*What the task asks*.
Repeat precisely the span of lines below that opens with the line containing "self.version" and closes with the line containing "Run every active", both included.

** The input follows **

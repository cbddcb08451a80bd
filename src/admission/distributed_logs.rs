//! Admission of `PgDistributedLogs`.

use std::sync::Arc;

use super::validators::{ReferenceValidator, VolumeSizeValidator};
use super::{AdmissionPipeline, PipelineBuilder};
use crate::crd::shared::PersistentVolumeSpec;
use crate::crd::{PgDistributedLogs, PgInstanceProfile};
use crate::error::Result;
use crate::resolver::CustomResourceFinder;
use crate::version::{OperatorVersion, VersionRange};

fn instance_profile(logs: &PgDistributedLogs) -> Option<&str> {
    logs.spec.instance_profile.as_deref()
}

fn persistent_volume(logs: &PgDistributedLogs) -> &PersistentVolumeSpec {
    &logs.spec.persistent_volume
}

pub fn pipeline(
    version: OperatorVersion,
    profiles: Arc<dyn CustomResourceFinder<PgInstanceProfile>>,
) -> Result<AdmissionPipeline<PgDistributedLogs>> {
    PipelineBuilder::new()
        .validator(
            "instance-profile",
            VersionRange::all(),
            ReferenceValidator::new("instance profile", profiles, instance_profile),
        )
        .validator(
            "volume-size",
            VersionRange::all(),
            VolumeSizeValidator::new(persistent_volume),
        )
        .build(version)
}
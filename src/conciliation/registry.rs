//! Version-scoped catalog of desired-state generators and decorators.
//!
//! Each registry serves one context type. Generators are registered against a
//! named slot and a `VersionRange`; building the registry for the running
//! version picks exactly one generator per slot or fails. Decorators are not
//! slotted: every decorator active for the version runs on every generated
//! object, in registration order.

use std::collections::BTreeSet;
use std::sync::Arc;

use kube::api::DynamicObject;
use tracing::debug;

use crate::error::{Error, Result};
use crate::store::ObjectKey;
use crate::version::{OperatorVersion, VersionRange};

/// Produces the desired objects of one slot from an assembled context.
/// Implementations must not perform I/O.
pub trait ResourceGenerator<C>: Send + Sync {
    fn generate(&self, context: &C) -> Result<Vec<DynamicObject>>;
}

/// Enriches objects produced by generators. Decorators never change an
/// object's identity and skip objects they do not apply to.
pub trait ResourceDecorator<C>: Send + Sync {
    fn decorate(&self, context: &C, object: &mut DynamicObject) -> Result<()>;
}

struct GeneratorEntry<C> {
    slot: &'static str,
    range: VersionRange,
    generator: Arc<dyn ResourceGenerator<C>>,
}

struct DecoratorEntry<C> {
    name: &'static str,
    range: VersionRange,
    decorator: Arc<dyn ResourceDecorator<C>>,
}

/// Collects registrations before the running version is known.
pub struct RegistryBuilder<C> {
    generators: Vec<GeneratorEntry<C>>,
    decorators: Vec<DecoratorEntry<C>>,
}

impl<C> Default for RegistryBuilder<C> {
    fn default() -> Self {
        Self {
            generators: Vec::new(),
            decorators: Vec::new(),
        }
    }
}

impl<C> RegistryBuilder<C> {
    pub fn new() -> Self {
        Self::default()
    }

    pub fn generator(
        mut self,
        slot: &'static str,
        range: VersionRange,
        generator: impl ResourceGenerator<C> + 'static,
    ) -> Self {
        self.generators.push(GeneratorEntry {
            slot,
            range,
            generator: Arc::new(generator),
        });
        self
    }

    pub fn decorator(
        mut self,
        name: &'static str,
        range: VersionRange,
        decorator: impl ResourceDecorator<C> + 'static,
    ) -> Self {
        self.decorators.push(DecoratorEntry {
            name,
            range,
            decorator: Arc::new(decorator),
        });
        self
    }

    /// Resolve the active generator of every slot for `version`.
    ///
    /// Fails with `ConfigurationAmbiguity` when any slot has no generator or
    /// more than one generator covering `version`.
    pub fn build(self, version: OperatorVersion) -> Result<ResourceRegistry<C>> {
        let mut slots: Vec<&'static str> = Vec::new();
        for entry in &self.generators {
            if !slots.contains(&entry.slot) {
                slots.push(entry.slot);
            }
        }

        let mut active = Vec::with_capacity(slots.len());
        for slot in slots {
            let matching: Vec<&GeneratorEntry<C>> = self
                .generators
                .iter()
                .filter(|e| e.slot == slot && e.range.contains(version))
                .collect();
            match matching.as_slice() {
                [entry] => {
                    debug!(slot, range = %entry.range, %version, "generator selected");
                    active.push((slot, entry.generator.clone()));
                }
                [] => {
                    return Err(Error::ambiguity(format!(
                        "no generator for slot {slot:?} covers operator version {version}"
                    )))
                }
                many => {
                    let ranges: Vec<String> = many.iter().map(|e| e.range.to_string()).collect();
                    return Err(Error::ambiguity(format!(
                        "{} generators for slot {slot:?} cover operator version {version}: {}",
                        many.len(),
                        ranges.join(", ")
                    )));
                }
            }
        }

        let decorators = self
            .decorators
            .into_iter()
            .filter(|d| d.range.contains(version))
            .map(|d| (d.name, d.decorator))
            .collect();

        Ok(ResourceRegistry {
            version,
            generators: active,
            decorators,
        })
    }
}

/// Generators and decorators active for one operator version.
pub struct ResourceRegistry<C> {
    version: OperatorVersion,
    generators: Vec<(&'static str, Arc<dyn ResourceGenerator<C>>)>,
    decorators: Vec<(&'static str, Arc<dyn ResourceDecorator<C>>)>,
}

impl<C> ResourceRegistry<C> {
    pub fn version(&self) -> OperatorVersion {
        self.version
    }

    /// Slots in registration order.
    pub fn slots(&self) -> Vec<&'static str> {
        self.generators.iter().map(|(slot, _)| *slot).collect()
    }

    /// Names of the active decorators in the order they run.
    pub fn decorators(&self) -> Vec<&'static str> {
        self.decorators.iter().map(|(name, _)| *name).collect()
    }

    /// Run every active generator then every decorator over `context`.
    /// The output is in slot order and unique by identity.
    pub fn generate(&self, context: &C) -> Result<Vec<DynamicObject>> {
        let mut objects = Vec::new();
        for (_, generator) in &self.generators {
            objects.extend(generator.generate(context)?);
        }

        let mut seen = BTreeSet::new();
        for object in &mut objects {
            let key = ObjectKey::of(object);
            for (_, decorator) in &self.decorators {
                decorator.decorate(context, object)?;
            }
            if ObjectKey::of(object) != key {
                return Err(Error::reconcile(format!(
                    "decorator changed the identity of {key}"
                )));
            }
            if !seen.insert(key.clone()) {
                return Err(Error::reconcile(format!("{key} generated more than once")));
            }
        }
        Ok(objects)
    }
}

** End of The input **

*Answer space*.
        self.version
    }

    /// Slots in registration order.
    pub fn slots(&self) -> Vec<&'static str> {
        self.generators.iter().map(|(slot, _)| *slot).collect()
    }

    /// Names of the active decorators in the order they run.
    pub fn decorators(&self) -> Vec<&'static str> {
        self.decorators.iter().map(|(name, _)| *name).collect()
    }

    /// Run every active generator then every decorator over `context`.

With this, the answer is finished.